Мучимый тоской, писал я эту книгу, того рода тоской, которую, как натертую мозоль, ничто не в силах выжечь из души, — тоской по оставленному дому, по матери, страшное проклятие которой тяготеет надо мной и поныне, спустя тридцать с лишним лет после того, как оно было произнесено, по брату, по расплывчатым пейзажам моей юности, по жене брата моего, за любовь которой я не боролся, как надлежало, — даже по крысам в пекарне, и по тем я скучал. Мучимый угрызениями совести — из-за своего отъезда, формы его и мотивов. И мучимый гневом — из-за вырванной паутинки молодых корешков, которые еще свисали с подошв моих ног и донимали меня фантомными болями в тех местах, что были ампутированы даже из моей памяти.
Печаль переполняла меня во время писания. «А иногда подступает еще волна незваных слез, и набрасывает удавку на горло, и замышляет повиснуть на ресницах». Я то и дело отрывал взгляд от письменного стола и переводил его на портреты моих женщин, висевшие на стене. К тому времени я уже выбросил украденные у Ихиеля листы, которые вырвал из его альбомов накануне отъезда, и купил себе великолепные репродукции «Одалиски в серых шальварах» и «Венеры Урбинской». По правде говори, я куда больше люблю «Жену короля» и «Леду и лебедя» Гогена, но, подобно гусенку, который ходит за первым, кого увидел, когда прорвал скорлупу своего яйца, так и я всегда хочу быть с женщиной, которую увидел в тот миг, когда прорвалась девственная плева моих глаз.

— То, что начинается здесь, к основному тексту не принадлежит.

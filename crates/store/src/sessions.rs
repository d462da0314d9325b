//! SessionStore — conversation threads.

use std::collections::HashMap;
use std::path::{Path, PathBuf};

use chrono::Utc;
use tokio::sync::RwLock;
use uuid::Uuid;

use nexus_domain::error::{Error, Result};
use nexus_domain::session::{Session, SessionStatus};

use crate::persist;

pub struct SessionStore {
    inner: RwLock<HashMap<Uuid, Session>>,
    persist_path: PathBuf,
}

impl SessionStore {
    pub fn new(state_dir: &Path) -> Self {
        let persist_path = state_dir.join("sessions.json");
        let items: Vec<Session> = persist::load_items(&persist_path);
        let mut map = HashMap::new();
        for s in items {
            map.insert(s.id, s);
        }
        Self {
            inner: RwLock::new(map),
            persist_path,
        }
    }

    async fn persist(&self) {
        let items: Vec<Session> = self.inner.read().await.values().cloned().collect();
        persist::save_items(&self.persist_path, &items).await;
    }

    pub async fn insert(&self, session: Session) -> Session {
        self.inner.write().await.insert(session.id, session.clone());
        self.persist().await;
        session
    }

    pub async fn get(&self, id: Uuid) -> Result<Session> {
        self.inner
            .read()
            .await
            .get(&id)
            .cloned()
            .ok_or_else(|| Error::NotFound(format!("session {id}")))
    }

    pub async fn update(&self, id: Uuid, f: impl FnOnce(&mut Session)) -> Result<Session> {
        let updated = {
            let mut map = self.inner.write().await;
            let session = map
                .get_mut(&id)
                .ok_or_else(|| Error::NotFound(format!("session {id}")))?;
            f(session);
            session.clone()
        };
        self.persist().await;
        Ok(updated)
    }

    /// Bump `last_active_at`, fire-and-forget style.
    pub async fn touch(&self, id: Uuid) {
        let _ = self.update(id, |s| s.last_active_at = Utc::now()).await;
    }

    pub async fn list_by_project(&self, project_id: &str) -> Vec<Session> {
        let mut items: Vec<Session> = self
            .inner
            .read()
            .await
            .values()
            .filter(|s| s.project_id == project_id)
            .cloned()
            .collect();
        items.sort_by(|a, b| b.last_active_at.cmp(&a.last_active_at));
        items
    }

    /// Most recent open session whose metadata `contactId` matches; used
    /// by the inbound processor for channel fan-in.
    pub async fn find_active_for_contact(
        &self,
        project_id: &str,
        contact_id: Uuid,
    ) -> Option<Session> {
        let contact = contact_id.to_string();
        let now = Utc::now();
        self.inner
            .read()
            .await
            .values()
            .filter(|s| s.project_id == project_id && s.status == SessionStatus::Active)
            .filter(|s| s.expires_at.map_or(true, |exp| exp > now))
            .filter(|s| s.metadata.get("contactId").and_then(|v| v.as_str()) == Some(&contact))
            .max_by_key(|s| s.last_active_at)
            .cloned()
    }

    /// True when a project has any session at all (projects with sessions
    /// cannot be deleted).
    pub async fn project_has_sessions(&self, project_id: &str) -> bool {
        self.inner
            .read()
            .await
            .values()
            .any(|s| s.project_id == project_id)
    }
}

#[cfg(test)]
mod tests {
    use super::*;

    #[tokio::test]
    async fn find_active_for_contact_prefers_most_recent() {
        let dir = tempfile::tempdir().unwrap();
        let store = SessionStore::new(dir.path());
        let contact = Uuid::new_v4();

        let mut older = Session::new(
            "P1",
            serde_json::json!({"contactId": contact.to_string(), "channel": "whatsapp"}),
        );
        older.last_active_at = Utc::now() - chrono::Duration::hours(2);
        let older = store.insert(older).await;

        let newer = store
            .insert(Session::new(
                "P1",
                serde_json::json!({"contactId": contact.to_string(), "channel": "whatsapp"}),
            ))
            .await;

        let found = store.find_active_for_contact("P1", contact).await.unwrap();
        assert_eq!(found.id, newer.id);

        // Closing the newer one falls back to the older.
        store
            .update(newer.id, |s| s.status = SessionStatus::Closed)
            .await
            .unwrap();
        let found = store.find_active_for_contact("P1", contact).await.unwrap();
        assert_eq!(found.id, older.id);
    }

    #[tokio::test]
    async fn contact_sessions_are_project_scoped() {
        let dir = tempfile::tempdir().unwrap();
        let store = SessionStore::new(dir.path());
        let contact = Uuid::new_v4();
        store
            .insert(Session::new(
                "P2",
                serde_json::json!({"contactId": contact.to_string()}),
            ))
            .await;
        assert!(store.find_active_for_contact("P1", contact).await.is_none());
    }

    #[tokio::test]
    async fn project_has_sessions_gate() {
        let dir = tempfile::tempdir().unwrap();
        let store = SessionStore::new(dir.path());
        assert!(!store.project_has_sessions("P1").await);
        store.insert(Session::new("P1", serde_json::Value::Null)).await;
        assert!(store.project_has_sessions("P1").await);
    }
}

«Твои книги — подлая болтовня, — писал мне Яков. — У меня нет времени и знания английского, чтобы их дочитать».
Я не обиделся. Моя хлебная книга имела большой успех. В газетах писали об «эротической тайне хлебной буханки» и «ароматном очаровании истории хлебопечения», о хлебе, «сопровождающем род человеческий с начала цивилизации и каждого человека с его рождения до смерти», и об авторе, этом «потомке династии иерусалимских пекарей», который «на наших глазах месит чудную средиземноморскую смесь мифологии, гастрономии и истории».
Я еще расскажу тебе об этом, потом, чуть позже, о моем хлебе, об этом «bitter bread of banishment», горьком хлебе изгнания. Потом, чуть позже, когда стихнет эта боль, что гложет и томит мое сердце.